From Wall Street to street corner

After the economic crisis renders him jobless, a business analyst auctions off his "gay virginity."

Published October 3, 2008 10:20PM (EDT)

It was only a matter of time before two of America's latest and greatest cultural obsessions -- the economic crisis and virginity auctions -- collided. Broadsheet has already covered the latter extensively, but the latest auction is different enough from the others to raise my eyebrows. For one thing, the virgin in question is a 27-year-old heterosexual man who's offering up what he calls his "gay virginity." For another, he claims to be a former "Business Analyst at a big 5 investment bank on Wall Street" who lost his job as a result of our country's recent financial turmoil.

On the one hand, it's a lazy comedian's dream, a veritable jackpot of "these crazy times" schadenfreude humor. (He has spent his career screwing over the American public -- let's see how it feels now that he's the one getting screwed! Yuk yuk yuk!) But it also highlights what's wrong with virginity auctions and raises some new questions, too. For instance, what is "gay virginity," anyway? For the ex-Wall Streeter, it's "the ideal handjob/blowjob combination" but "no anal activity of any kind." Does that count? Is "gay virginity" nothing more than whatever the buyer and seller agree it is? Heterosexual virginity loss appears less complicated -- intercourse, preferably with ritual tearing of the hymen -- but isn't. For instance, do you lose your virginity at initial penetration or after the act's completion? And what if, as is common, you don't have a hymen left to tear by the time you sell your innocence to the highest bidder? When we get into these kinds of specifics, the absurdity of these auctions becomes even clearer. You can't "sell" your virginity because it isn't a commodity to be transferred from one party to another; it's an idea, and a vague one at that.
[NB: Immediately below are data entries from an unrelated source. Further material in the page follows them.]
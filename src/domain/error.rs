// Domain errors
use thiserror::Error;

#[derive(Debug, Clone, PartialEq, Error)]
pub enum ConfigError {
    #[error("history capacity must be greater than zero")]
    ZeroHistoryCapacity,

    #[error("window width must be greater than zero")]
    ZeroWindowWidth,

    #[error("initial y max must be a finite value >= 1, got {0}")]
    InvalidInitialYMax(f64),

    #[error("shrink margin must be a finite non-negative value, got {0}")]
    InvalidShrinkMargin(f64),

    #[error("max line length must be greater than zero")]
    ZeroMaxLineLength,

    #[error("tick interval must be greater than zero")]
    ZeroTickInterval,

    #[error("update channel capacity must be greater than zero")]
    ZeroChannelCapacity,
}
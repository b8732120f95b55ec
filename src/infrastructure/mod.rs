// Infrastructure layer - External dependencies and adapters
pub mod broadcast_sink;
pub mod channel_source;
pub mod chunked_stream;
pub mod config;
pub mod connectors;
pub mod http_response;
pub mod reader_source;
pub mod serial_source;
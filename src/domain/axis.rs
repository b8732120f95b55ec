// Axis scale policy - expand-on-demand, hysteretic shrink of the Y upper bound

/// Headroom added above the plotted maximum.
const HEADROOM: f64 = 1.0;
/// The upper bound never drops below this.
pub const MIN_Y_MAX: f64 = 1.0;

#[derive(Debug, Clone)]
pub struct AxisScalePolicy {
    initial_max: f64,
    shrink_margin: f64,
    current_max: f64,
}

impl AxisScalePolicy {
    pub fn new(initial_max: f64, shrink_margin: f64) -> Self {
        let initial_max = initial_max.max(MIN_Y_MAX);
        Self {
            initial_max,
            shrink_margin,
            current_max: initial_max,
        }
    }

    pub fn current_max(&self) -> f64 {
        self.current_max
    }

    /// Expand immediately when `value` reaches the current bound.
    /// Returns true if the bound changed.
    pub fn on_sample(&mut self, value: f64) -> bool {
        if value >= self.current_max {
            self.current_max = value + HEADROOM;
            return true;
        }
        false
    }

    /// Shrink to the recent ceiling when it sits more than the margin below
    /// the current bound. Returns true if the bound changed.
    pub fn on_tick(&mut self, recent_max: Option<f64>) -> bool {
        let Some(recent_max) = recent_max else {
            return false;
        };

        let suggested = recent_max + HEADROOM;
        if suggested < self.current_max - self.shrink_margin {
            let shrunk = suggested.max(MIN_Y_MAX);
            if shrunk < self.current_max {
                self.current_max = shrunk;
                return true;
            }
        }
        false
    }

    pub fn reset(&mut self) {
        self.current_max = self.initial_max;
    }
}
use crate::domain::config::PipelineConfig;
use crate::domain::error::ConfigError;
use config::builder::DefaultState;
use config::ConfigBuilder;
use serde::Deserialize;
use std::time::Duration;

const CONFIG_FILE: &str = "config/telemetry";
const ENV_PREFIX: &str = "TELEMETRY";

#[derive(Debug, Deserialize, Clone, Default)]
pub struct AppConfig {
    #[serde(default)]
    pub pipeline: PipelineConfig,
    #[serde(default)]
    pub ingest: IngestConfig,
    #[serde(default)]
    pub source: SourceConfig,
    #[serde(default)]
    pub server: ServerConfig,
}

#[derive(Debug, Deserialize, Clone)]
#[serde(default)]
pub struct IngestConfig {
    pub tick_interval_ms: u64,
    pub reconnect_delay_ms: u64,
}

impl Default for IngestConfig {
    fn default() -> Self {
        Self {
            tick_interval_ms: 1000,
            reconnect_delay_ms: 2000,
        }
    }
}

impl IngestConfig {
    pub fn tick_interval(&self) -> Duration {
        Duration::from_millis(self.tick_interval_ms)
    }

    pub fn reconnect_delay(&self) -> Duration {
        Duration::from_millis(self.reconnect_delay_ms)
    }
}

#[derive(Debug, Deserialize, Clone, Default, PartialEq)]
#[serde(tag = "kind", rename_all = "lowercase")]
pub enum SourceConfig {
    Serial {
        path: String,
        #[serde(default = "default_baud_rate")]
        baud_rate: u32,
    },
    Tcp {
        address: String,
    },
    #[default]
    Stdin,
}

fn default_baud_rate() -> u32 {
    9600
}

#[derive(Debug, Deserialize, Clone)]
#[serde(default)]
pub struct ServerConfig {
    pub bind: String,
    pub channel_capacity: usize,
}

impl Default for ServerConfig {
    fn default() -> Self {
        Self {
            bind: "0.0.0.0:8080".to_string(),
            channel_capacity: 256,
        }
    }
}

impl AppConfig {
    pub fn validate(&self) -> Result<(), ConfigError> {
        self.pipeline.validate()?;
        if self.ingest.tick_interval_ms == 0 {
            return Err(ConfigError::ZeroTickInterval);
        }
        if self.server.channel_capacity == 0 {
            return Err(ConfigError::ZeroChannelCapacity);
        }
        Ok(())
    }
}

/// Load `config/telemetry.*` (optional) overlaid with `TELEMETRY__SECTION__KEY` env vars
pub fn load_config() -> anyhow::Result<AppConfig> {
    let builder = config::Config::builder()
        .add_source(config::File::with_name(CONFIG_FILE).required(false))
        .add_source(
            config::Environment::with_prefix(ENV_PREFIX)
                .prefix_separator("__")
                .separator("__")
                .try_parsing(true),
        );

    build_config(builder)
}

fn build_config(builder: ConfigBuilder<DefaultState>) -> anyhow::Result<AppConfig> {
    let settings = builder.build()?;
    let config: AppConfig = settings.try_deserialize()?;
    config.validate()?;

    Ok(config)
}
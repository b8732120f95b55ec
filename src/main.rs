// Main entry point - Dependency injection and server setup
use std::net::SocketAddr;
use std::sync::{Arc, Mutex};

use anyhow::Context;
use tower_http::trace::TraceLayer;
use tracing_subscriber::EnvFilter;

use serial_telemetry::application::byte_source::SourceConnector;
use serial_telemetry::application::ingest_service::IngestService;
use serial_telemetry::application::pipeline::TelemetryPipeline;
use serial_telemetry::infrastructure::broadcast_sink::BroadcastSink;
use serial_telemetry::infrastructure::config::load_config;
use serial_telemetry::infrastructure::connectors::connector_for;
use serial_telemetry::presentation::app_state::AppState;
use serial_telemetry::presentation::handlers::router;

#[tokio::main]
async fn main() -> anyhow::Result<()> {
    // Initialize tracing
    tracing_subscriber::fmt()
        .with_env_filter(EnvFilter::try_from_default_env().unwrap_or_else(|_| EnvFilter::new("info")))
        .init();

    // Load configuration
    let config = load_config()?;

    // Create the pipeline and its viewers' channel
    let updates = BroadcastSink::new(config.server.channel_capacity);
    let pipeline = Arc::new(Mutex::new(TelemetryPipeline::new(&config.pipeline, updates.clone())?));

    // Drive it from the configured source
    let ingest = IngestService::new(
        pipeline.clone(),
        config.ingest.tick_interval(),
        config.ingest.reconnect_delay(),
    )?;
    let connector = connector_for(&config.source);
    tracing::info!("Reading telemetry from {}", connector.name());
    tokio::spawn(async move { ingest.run(connector.as_ref()).await });

    // Build router (presentation layer)
    let state = Arc::new(AppState { pipeline, updates });
    let app = router(state).layer(TraceLayer::new_for_http());

    // Start server
    let addr: SocketAddr = config
        .server
        .bind
        .parse()
        .with_context(|| format!("Invalid bind address {}", config.server.bind))?;
    tracing::info!("Starting serial-telemetry service on {}", addr);

    axum::serve(tokio::net::TcpListener::bind(addr).await?, app).await?;

    Ok(())
}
There are other interesting things to note here. Unlike the female, er, entrepreneurs, the analyst is so embarrassed at what he's doing that he'll send his photo only to the highest bidders. (If he thinks the sore losers will keep his secret, I fear he's got another thing coming.) And because the seller in question is heterosexual, the scenario he proposes plays into another coveted fantasy -- gay sex with a straight man.

But the most impressive and unexpected aspect of this entire stunt is that the virginity auction Web site houses the most honest and humble denunciation of banking excess I've seen yet from someone on the inside. "In the last 3 years during my employment I have lived like an absolute idiot," writes the analyst, "spending money that I didn't have in order to impress the front office brokers that I worked with and who held the keys to big bonuses." I don't particularly need to see any other bankers peddling virginity of any kind, but I certainly wouldn't mind seeing a few more mea culpas out there.


By Judy Berman

Judy Berman is a writer and editor in Brooklyn. She is a regular contributor to Salon's Broadsheet.